(Bloomberg) -- Italy’s assets rebounded as the nation’s political outlook brightened for investors.
Yields on benchmark bonds tumbled from the highest level in two months after Deputy Premier Matteo Salvini’s center-right political alliance polled strongly in regional elections. The FTSE-MIB index of shares rose ahead of trade talks between the U.S. and China, with the banking sector leading gains after lenders’ bad loans fell in December.
Salvini’s League-led center-right alliance took almost 49 percent of the vote in Italy’s Abruzzo region, suggesting it is more popular than its coalition partner, the Five Star Movement. The outcome spurred speculation of fresh elections which could bring a more market-friendly coalition to power devoid of the euro-skeptic Five Star.

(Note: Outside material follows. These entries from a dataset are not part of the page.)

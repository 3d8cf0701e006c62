#![allow(dead_code)]

use std::sync::atomic::{AtomicBool, AtomicU64, AtomicUsize, Ordering};
use std::sync::{Arc, Mutex};
use std::time::Duration;

use axum::extract::State;
use axum::http::{HeaderMap, StatusCode};
use axum::response::{IntoResponse, Response};
use axum::routing::{get, post};
use axum::{Json, Router};
use serde_json::{json, Value};
use taskcraft_session::{MemoryTokenStore, Session, SessionSettings};

pub const GOOD_PASSWORD: &str = "correct-horse";
pub const GOOD_CODE: &str = "good-code";
pub const USER_ID: &str = "user-1";
pub const RESET_TOKEN: &str = "reset-token-1";

#[derive(Default)]
pub struct BackendState {
    pub login_calls: AtomicUsize,
    pub refresh_calls: AtomicUsize,
    pub logout_calls: AtomicUsize,
    pub exchange_calls: AtomicUsize,
    pub reset_calls: AtomicUsize,
    pub me_calls: AtomicUsize,
    pub refresh_delay_ms: AtomicU64,
    pub refresh_fails: AtomicBool,
    /// Every bearer is rejected, even freshly issued ones.
    pub reject_all_tokens: AtomicBool,
    issued: AtomicUsize,
    valid_access: Mutex<Option<String>>,
    last_exchange: Mutex<Option<Value>>,
}

impl BackendState {
    fn issue_pair(&self) -> Value {
        let n = self.issued.fetch_add(1, Ordering::SeqCst) + 1;
        let access = format!("access-{n}");
        *self.valid_access.lock().expect("lock valid access") = Some(access.clone());
        json!({ "accessToken": access, "refreshToken": format!("refresh-{n}") })
    }

    fn authorized(&self, headers: &HeaderMap) -> bool {
        if self.reject_all_tokens.load(Ordering::SeqCst) {
            return false;
        }
        let bearer = headers
            .get("authorization")
            .and_then(|v| v.to_str().ok())
            .and_then(|v| v.strip_prefix("Bearer "));
        let valid = self.valid_access.lock().expect("lock valid access");
        matches!((bearer, valid.as_deref()), (Some(a), Some(b)) if a == b)
    }

    /// Makes the currently issued access token look expired.
    pub fn expire_access_token(&self) {
        *self.valid_access.lock().expect("lock valid access") = None;
    }

    pub fn last_exchange(&self) -> Option<Value> {
        self.last_exchange.lock().expect("lock exchange").clone()
    }

    pub fn count(counter: &AtomicUsize) -> usize {
        counter.load(Ordering::SeqCst)
    }
}

type Shared = Arc<BackendState>;

fn message(status: StatusCode, text: &str) -> Response {
    (status, Json(json!({ "message": text, "statusCode": status.as_u16() }))).into_response()
}

fn user_json() -> Value {
    json!({
        "id": USER_ID,
        "username": "olena",
        "email": "olena@example.com",
        "isActive": true,
        "notifications": true,
        "theme": "light",
    })
}

async fn login(State(state): State<Shared>, Json(body): Json<Value>) -> Response {
    state.login_calls.fetch_add(1, Ordering::SeqCst);
    if body["password"] != GOOD_PASSWORD {
        return message(StatusCode::UNAUTHORIZED, "Invalid credentials");
    }
    Json(state.issue_pair()).into_response()
}

async fn register(Json(body): Json<Value>) -> Response {
    if body["password"] != body["confirmPassword"] {
        return message(StatusCode::BAD_REQUEST, "Passwords do not match");
    }
    (StatusCode::CREATED, Json(user_json())).into_response()
}

async fn refresh(State(state): State<Shared>, Json(body): Json<Value>) -> Response {
    state.refresh_calls.fetch_add(1, Ordering::SeqCst);
    let delay = state.refresh_delay_ms.load(Ordering::SeqCst);
    if delay > 0 {
        tokio::time::sleep(Duration::from_millis(delay)).await;
    }
    if state.refresh_fails.load(Ordering::SeqCst) || body["refreshToken"].as_str().is_none() {
        return message(StatusCode::UNAUTHORIZED, "Invalid refresh token");
    }
    Json(state.issue_pair()).into_response()
}

async fn logout(State(state): State<Shared>) -> Response {
    state.logout_calls.fetch_add(1, Ordering::SeqCst);
    message(StatusCode::OK, "Logged out")
}

async fn exchange_code(State(state): State<Shared>, Json(body): Json<Value>) -> Response {
    state.exchange_calls.fetch_add(1, Ordering::SeqCst);
    *state.last_exchange.lock().expect("lock exchange") = Some(body.clone());
    if body["code"] != GOOD_CODE {
        return message(StatusCode::BAD_REQUEST, "Invalid authorization code");
    }
    Json(state.issue_pair()).into_response()
}

async fn me(State(state): State<Shared>, headers: HeaderMap) -> Response {
    state.me_calls.fetch_add(1, Ordering::SeqCst);
    if !state.authorized(&headers) {
        return message(StatusCode::UNAUTHORIZED, "Unauthorized");
    }
    Json(user_json()).into_response()
}

async fn send_magic_link(State(state): State<Shared>, headers: HeaderMap) -> Response {
    if !state.authorized(&headers) {
        return message(StatusCode::UNAUTHORIZED, "Unauthorized");
    }
    message(StatusCode::OK, "Magic link sent")
}

async fn request_password_reset() -> Response {
    message(StatusCode::OK, "If the email exists, a reset link was sent")
}

async fn reset_password(State(state): State<Shared>, Json(body): Json<Value>) -> Response {
    state.reset_calls.fetch_add(1, Ordering::SeqCst);
    if body["token"] != RESET_TOKEN {
        return message(StatusCode::BAD_REQUEST, "Invalid or expired token");
    }
    if body["newPassword"].as_str().map_or(true, str::is_empty) {
        return message(StatusCode::BAD_REQUEST, "Password is required");
    }
    message(StatusCode::OK, "Password has been reset")
}

pub struct MockBackend {
    pub base_url: String,
    pub state: Shared,
    server: tokio::task::JoinHandle<()>,
}

impl MockBackend {
    pub async fn start() -> Self {
        let state: Shared = Arc::new(BackendState::default());
        let router = Router::new()
            .route("/auth/login", post(login))
            .route("/auth/register", post(register))
            .route("/auth/refresh", post(refresh))
            .route("/auth/logout", post(logout))
            .route("/auth/google/mobile/exchange-code", post(exchange_code))
            .route("/auth/request-password-reset", post(request_password_reset))
            .route("/auth/reset-password", post(reset_password))
            .route("/users/me", get(me))
            .route("/users/send-magic-link", post(send_magic_link))
            .with_state(state.clone());

        let listener = tokio::net::TcpListener::bind("127.0.0.1:0")
            .await
            .expect("bind mock backend");
        let addr = listener.local_addr().expect("mock backend addr");
        let server = tokio::spawn(async move {
            axum::serve(listener, router).await.expect("serve mock backend");
        });

        Self {
            base_url: format!("http://{addr}"),
            state,
            server,
        }
    }

    pub fn settings(&self) -> SessionSettings {
        SessionSettings {
            api_base_url: self.base_url.clone(),
            ..SessionSettings::default()
        }
    }

    pub fn memory_session(&self) -> (Arc<Session>, Arc<MemoryTokenStore>) {
        let store = Arc::new(MemoryTokenStore::new());
        let session = Session::with_store(self.settings(), store.clone()).expect("session");
        (Arc::new(session), store)
    }
}

impl Drop for MockBackend {
    fn drop(&mut self) {
        self.server.abort();
    }
}
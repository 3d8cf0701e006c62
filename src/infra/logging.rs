//! Usage: tracing subscriber setup (stderr + optional daily log file, `log` crate bridge).

use crate::infra::settings::SessionSettings;
use crate::shared::error::{AppError, AppResult};
use tracing_appender::non_blocking::WorkerGuard;
use tracing_subscriber::layer::SubscriberExt;
use tracing_subscriber::{fmt, EnvFilter, Layer};

const LOG_FILE_PREFIX: &str = "taskcraft-session.log";

/// Keeps the file writer flushing; drop it on shutdown.
#[must_use = "dropping the guard stops the file writer"]
#[derive(Debug)]
pub struct LoggingGuard {
    _file: Option<WorkerGuard>,
}

/// Installs the global subscriber. Fails if one is already installed.
pub fn init_logging(settings: &SessionSettings) -> AppResult<LoggingGuard> {
    let filter = build_filter(&settings.log_filter);
    let stderr_layer = fmt::layer()
        .with_writer(std::io::stderr)
        .with_target(true)
        .with_filter(filter);

    let (file_layer, file_guard) = match settings.log_dir.as_deref() {
        Some(dir) => {
            std::fs::create_dir_all(dir).map_err(|e| {
                AppError::config(format!("failed to create log dir {}: {e}", dir.display()))
            })?;
            let appender = tracing_appender::rolling::daily(dir, LOG_FILE_PREFIX);
            let (writer, guard) = tracing_appender::non_blocking(appender);
            let layer = fmt::layer()
                .with_writer(writer)
                .with_ansi(false)
                .with_filter(build_filter(&settings.log_filter));
            (Some(layer), Some(guard))
        }
        None => (None, None),
    };

    let subscriber = tracing_subscriber::registry()
        .with(stderr_layer)
        .with(file_layer);
    tracing::subscriber::set_global_default(subscriber)
        .map_err(|e| AppError::config(format!("failed to install tracing subscriber: {e}")))?;

    // r2d2 logs through the `log` facade.
    if let Err(err) = tracing_log::LogTracer::init() {
        tracing::warn!("`log` records will not reach tracing: {}", err);
    }

    tracing::debug!(
        log_filter = %settings.log_filter,
        file_logging = settings.log_dir.is_some(),
        "logging initialized"
    );

    Ok(LoggingGuard { _file: file_guard })
}

fn build_filter(raw: &str) -> EnvFilter {
    EnvFilter::try_new(raw).unwrap_or_else(|err| {
        eprintln!("invalid log filter {raw:?} ({err}); falling back to info");
        EnvFilter::new("info")
    })
}

#[cfg(test)]
mod tests {
    use super::*;

    #[test]
    fn build_filter_accepts_directives() {
        let filter = build_filter("taskcraft_session=debug,reqwest=warn");
        assert!(filter.to_string().contains("taskcraft_session=debug"));
    }

    #[test]
    fn build_filter_falls_back_on_garbage() {
        let filter = build_filter("taskcraft_session=loud");
        assert_eq!(filter.to_string(), "info");
    }
}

After enjoying a buoyant start to 2019, Italian markets declined last week as the European Commission downgraded the nation’s growth outlook for the year. The country is currently in a technical recession after data showed the economy contracted in the second half of last year.
The Abruzzo vote results “could encourage the League to move away from coalition with Five Star, which would be seen as a positive for the political outlook,” said Charles Diebel, head of fixed income at Mediolanum Asset Management Ltd. “But as you can see from price action of late, confidence is pretty febrile.”
Italian 10-year yields fell six basis points to 2.90 percent as of 1:15 p.m. in London, having broken above 3 percent Friday for the first time since December. The yield spread over those on their German peers narrowed eight basis points to 279 basis points. The FTSE-MIB index climbed 1.5 percent.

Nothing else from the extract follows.